Classic DACB Collection
All articles created or submitted in the first twenty years of the project, from 1995 to 2015.Mhula, Jacinto
Jacinto David Mhula was born at Manganze in the area of the Roman Catholic Mission near the road from Xai Xai to Manjacaze. When he was a boy, children were not allowed to attend the services of the Protestant churches if they wished to go to school. If children wanted to go to school they had to attend the Roman Catholic Church.

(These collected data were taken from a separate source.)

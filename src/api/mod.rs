//! Access layer: the single shared HTTP client of the backend.
//!
//! Every request passes through two interception points:
//!
//! - before sending, the current bearer credential (if any) is attached as
//!   `Authorization: Bearer <credential>`; without one the request goes out
//!   unauthenticated and the backend decides.
//! - after receiving, a `401`/`403` tears the session down immediately: the credential
//!   slot is cleared, both durable session records are removed, and registered rejection
//!   listeners (the session manager) are notified. The caller still receives the error.
//!
//! Every change of the credential slot starts a new epoch, and each request remembers
//! the epoch it was sent under. A rejection of a request sent under a replaced
//! credential is only returned to its caller; the current credential stays in place.
//!
//! Endpoint methods are thin wrappers; they live next to this module grouped by resource.

mod candidates;
mod departments;
mod employees;
mod envelope;
mod error;
mod history;
mod positions;
pub mod types;
mod users;

pub use envelope::Envelope;
pub use error::Error;

use crate::{
    storage::{Storage, CREDENTIAL_KEY, IDENTITY_KEY},
    APP_USER_AGENT,
};
use parking_lot::RwLock;
use reqwest::{
    header::{HeaderMap, HeaderValue, ACCEPT},
    Client, RequestBuilder, Response, StatusCode,
};
use secrecy::{ExposeSecret, SecretString};
use serde::{de::DeserializeOwned, Serialize};
use serde_json::Value;
use std::{fmt, sync::Arc, time::Duration};
use tracing::{debug, error, info_span, warn, Instrument};
use types::{LoginData, LoginRequest};

/// Default request timeout applied to every call.
pub const DEFAULT_TIMEOUT: Duration = Duration::from_secs(10);
/// Default backend base URL.
pub const DEFAULT_BASE_URL: &str = "http://localhost:5000";
/// Maximum number of error body characters surfaced to the user.
const MAX_ERROR_CHARS: usize = 200;
const LOGIN_PATH: &str = "/api/v1/api/v1/users/login";

#[derive(Clone, Debug)]
pub struct ClientConfig {
    pub base_url: String,
    pub timeout: Duration,
}

impl Default for ClientConfig {
    fn default() -> Self {
        Self {
            base_url: DEFAULT_BASE_URL.to_string(),
            timeout: DEFAULT_TIMEOUT,
        }
    }
}

/// A `401`/`403` observed by the response interceptor.
#[derive(Clone, Debug, PartialEq, Eq)]
pub struct Rejection {
    pub status: u16,
    pub path: String,
    /// Credential epoch the rejected request was sent under.
    pub epoch: u64,
}

type RejectionListener = Arc<dyn Fn(&Rejection) + Send + Sync>;

/// Cheap to clone; clones share the credential slot and listeners.
#[derive(Clone)]
pub struct ApiClient {
    inner: Arc<Inner>,
}

struct Inner {
    http: Client,
    base_url: String,
    credential: RwLock<CredentialSlot>,
    storage: Arc<dyn Storage>,
    listeners: RwLock<Vec<RejectionListener>>,
}

#[derive(Default)]
struct CredentialSlot {
    epoch: u64,
    credential: Option<SecretString>,
}

impl CredentialSlot {
    fn replace(&mut self, credential: Option<SecretString>) -> u64 {
        self.epoch += 1;
        self.credential = credential;
        self.epoch
    }
}

impl fmt::Debug for ApiClient {
    fn fmt(&self, formatter: &mut fmt::Formatter<'_>) -> fmt::Result {
        formatter
            .debug_struct("ApiClient")
            .field("base_url", &self.inner.base_url)
            .field("has_credential", &self.has_credential())
            .finish_non_exhaustive()
    }
}

impl ApiClient {
    /// # Errors
    /// Returns an error if the HTTP client cannot be built.
    pub fn new(config: &ClientConfig, storage: Arc<dyn Storage>) -> Result<Self, Error> {
        let mut headers = HeaderMap::new();
        headers.insert(ACCEPT, HeaderValue::from_static("application/json"));

        let http = Client::builder()
            .user_agent(APP_USER_AGENT)
            .default_headers(headers)
            .timeout(config.timeout)
            .build()
            .map_err(|err| Error::Request(format!("Failed to build HTTP client: {err}")))?;

        Ok(Self {
            inner: Arc::new(Inner {
                http,
                base_url: config.base_url.trim().trim_end_matches('/').to_string(),
                credential: RwLock::new(CredentialSlot::default()),
                storage,
                listeners: RwLock::new(Vec::new()),
            }),
        })
    }

    #[must_use]
    pub fn base_url(&self) -> &str {
        &self.inner.base_url
    }

    /// Installs the credential attached to every subsequent request and returns the
    /// epoch it starts. Rejections carry the epoch of the request they answer.
    pub fn set_credential(&self, credential: SecretString) -> u64 {
        self.inner.credential.write().replace(Some(credential))
    }

    pub fn clear_credential(&self) {
        self.inner.credential.write().replace(None);
    }

    #[must_use]
    pub fn has_credential(&self) -> bool {
        self.inner.credential.read().credential.is_some()
    }

    /// Registers a callback run after a `401`/`403` has torn the credential down.
    /// Listeners run without any client lock held.
    pub fn on_rejected(&self, listener: impl Fn(&Rejection) + Send + Sync + 'static) {
        self.inner.listeners.write().push(Arc::new(listener));
    }

    /// Exchanges username and password for a credential. The raw envelope is returned so
    /// the caller can tell a backend-reported failure from a transport one.
    ///
    /// # Errors
    /// Returns an error if the backend cannot be reached or answers with an error status.
    pub async fn login(
        &self,
        username: &str,
        password: &SecretString,
    ) -> Result<Envelope<LoginData>, Error> {
        let body = LoginRequest {
            username,
            password: password.expose_secret(),
        };
        self.post_json(LOGIN_PATH, &body).await
    }

    pub(crate) fn storage(&self) -> &dyn Storage {
        self.inner.storage.as_ref()
    }

    pub(crate) async fn get_json<T: DeserializeOwned>(
        &self,
        path: &str,
    ) -> Result<Envelope<T>, Error> {
        let builder = self.inner.http.get(self.url(path));
        self.send(path, builder).await
    }

    pub(crate) async fn get_json_with_query<T: DeserializeOwned>(
        &self,
        path: &str,
        query: &[(&str, String)],
    ) -> Result<Envelope<T>, Error> {
        let builder = self.inner.http.get(self.url(path)).query(query);
        self.send(path, builder).await
    }

    pub(crate) async fn post_json<B: Serialize + ?Sized, T: DeserializeOwned>(
        &self,
        path: &str,
        body: &B,
    ) -> Result<Envelope<T>, Error> {
        let builder = self.inner.http.post(self.url(path)).json(body);
        self.send(path, builder).await
    }

    pub(crate) async fn patch_json<B: Serialize + ?Sized, T: DeserializeOwned>(
        &self,
        path: &str,
        body: &B,
    ) -> Result<Envelope<T>, Error> {
        let builder = self.inner.http.patch(self.url(path)).json(body);
        self.send(path, builder).await
    }

    pub(crate) async fn patch_empty<T: DeserializeOwned>(
        &self,
        path: &str,
    ) -> Result<Envelope<T>, Error> {
        let builder = self.inner.http.patch(self.url(path));
        self.send(path, builder).await
    }

    pub(crate) async fn delete_json<T: DeserializeOwned>(
        &self,
        path: &str,
    ) -> Result<Envelope<T>, Error> {
        let builder = self.inner.http.delete(self.url(path));
        self.send(path, builder).await
    }

    fn url(&self, path: &str) -> String {
        build_url_with_base(&self.inner.base_url, path)
    }

    /// Request interceptor. Returns the epoch the request is sent under.
    fn authorize(&self, builder: RequestBuilder) -> (RequestBuilder, u64) {
        let slot = self.inner.credential.read();
        let builder = match slot.credential.as_ref() {
            Some(credential) => builder.bearer_auth(credential.expose_secret()),
            None => builder,
        };
        (builder, slot.epoch)
    }

    async fn send<T: DeserializeOwned>(
        &self,
        path: &str,
        builder: RequestBuilder,
    ) -> Result<Envelope<T>, Error> {
        let (builder, epoch) = self.authorize(builder);
        let request = builder
            .build()
            .map_err(|err| Error::Request(err.to_string()))?;

        let span = info_span!("api.request", http.method = %request.method(), path = %path);

        async {
            let response = self
                .inner
                .http
                .execute(request)
                .await
                .map_err(|err| self.map_request_error(&err))?;

            let response = self.intercept_response(path, epoch, response).await?;

            response
                .json::<Envelope<T>>()
                .await
                .map_err(|err| Error::Decode(err.to_string()))
        }
        .instrument(span)
        .await
    }

    /// Response interceptor.
    async fn intercept_response(
        &self,
        path: &str,
        epoch: u64,
        response: Response,
    ) -> Result<Response, Error> {
        let status = response.status();
        debug!(status = status.as_u16(), "response received");

        if status.is_success() {
            return Ok(response);
        }

        let body = response.text().await.unwrap_or_default();
        let messages = error_messages(&body);

        if status == StatusCode::UNAUTHORIZED || status == StatusCode::FORBIDDEN {
            self.reject(&Rejection {
                status: status.as_u16(),
                path: path.to_string(),
                epoch,
            });
            return Err(Error::Rejected {
                status: status.as_u16(),
                message: messages.join("; "),
            });
        }

        if status.is_client_error() {
            Err(Error::Validation {
                status: status.as_u16(),
                errors: messages,
            })
        } else {
            Err(Error::Http {
                status: status.as_u16(),
                message: messages.join("; "),
            })
        }
    }

    fn reject(&self, rejection: &Rejection) {
        {
            let mut slot = self.inner.credential.write();
            if slot.epoch != rejection.epoch {
                debug!(
                    status = rejection.status,
                    path = %rejection.path,
                    "rejection answers a replaced credential, keeping session"
                );
                return;
            }
            slot.replace(None);
        }

        warn!(
            status = rejection.status,
            path = %rejection.path,
            "Backend rejected the credential, clearing session"
        );

        for key in [CREDENTIAL_KEY, IDENTITY_KEY] {
            if let Err(err) = self.inner.storage.remove(key) {
                error!("Failed to remove stored {key}: {err}");
            }
        }

        let listeners = self.inner.listeners.read().clone();
        for listener in listeners {
            listener(rejection);
        }
    }

    fn map_request_error(&self, err: &reqwest::Error) -> Error {
        if err.is_timeout() {
            Error::Timeout(format!(
                "No response from {} within the request timeout.",
                self.inner.base_url
            ))
        } else if err.is_connect() {
            Error::Unreachable(format!(
                "Cannot connect to backend server at {}. Please check that the server is running.",
                self.inner.base_url
            ))
        } else if err.is_builder() {
            Error::Request(err.to_string())
        } else {
            Error::Unreachable(format!("Unable to reach the server: {err}"))
        }
    }
}

/// Builds a URL from an explicit base URL and the provided path.
fn build_url_with_base(base_url: &str, path: &str) -> String {
    let base = base_url.trim().trim_end_matches('/');
    let path = path.trim();

    if base.is_empty() {
        path.to_string()
    } else {
        format!("{}/{}", base, path.trim_start_matches('/'))
    }
}

/// Extracts user-facing messages from an error body: `errors[]`, then `message`
/// (string or list), then the sanitized raw body.
fn error_messages(body: &str) -> Vec<String> {
    if let Ok(value) = serde_json::from_str::<Value>(body) {
        for field in ["errors", "message"] {
            let messages = strings(value.get(field));
            if !messages.is_empty() {
                return messages;
            }
        }
    }

    let sanitized = sanitize_body(body);
    if sanitized.is_empty() {
        vec!["Request failed.".to_string()]
    } else {
        vec![sanitized]
    }
}

fn strings(value: Option<&Value>) -> Vec<String> {
    match value {
        Some(Value::String(message)) if !message.trim().is_empty() => vec![message.clone()],
        Some(Value::Array(items)) => items
            .iter()
            .filter_map(Value::as_str)
            .filter(|message| !message.trim().is_empty())
            .map(str::to_string)
            .collect(),
        _ => Vec::new(),
    }
}

/// Trims and truncates error bodies to keep user messages concise.
fn sanitize_body(body: &str) -> String {
    let trimmed = body.trim();
    if trimmed.len() <= MAX_ERROR_CHARS {
        return trimmed.to_string();
    }

    let mut truncated: String = trimmed.chars().take(MAX_ERROR_CHARS).collect();
    truncated.push('…');
    truncated
}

At the age of fifteen Jacinto accepted Jesus as his Lord and Savior and surrendered himself to Him. He reported: “When I accepted Jesus as my Saviour and gave my life to Him, He worked a great transformation and many good things appeared in my life. I thank God for this. God also gave him a wife, Carolina, who is a ‘woman of prayer.’ We have nine children and a large number of grandchildren.”
He continued:
When the revolution came in 1975 there was strong pressure put upon people to renounce their faith in God in exchange for promises of good places in their employment. During this period the hand of God protected me and made me stronger in the faith, more resistant to temptation and more firmly attached to Christ. As a prize, God did not permit any loss of my rights and privileges as an employee of Radio Mozambique and I progressed professionally until I retired. During this time I enrolled in the Nazarene Bible Institute’s evening classes and completed my theological training. I felt God calling me to make a contribution as teacher and through this God has created a place for me to grow and be strengthened spiritually and socially….My purpose is to always follow Christ to the end of my life because: “I know whom I have believed, and am convinced that he is able to guard what I have entrusted to him for that day” (1 Timothy 1:12). I know that He is able and faithful to keep His promises.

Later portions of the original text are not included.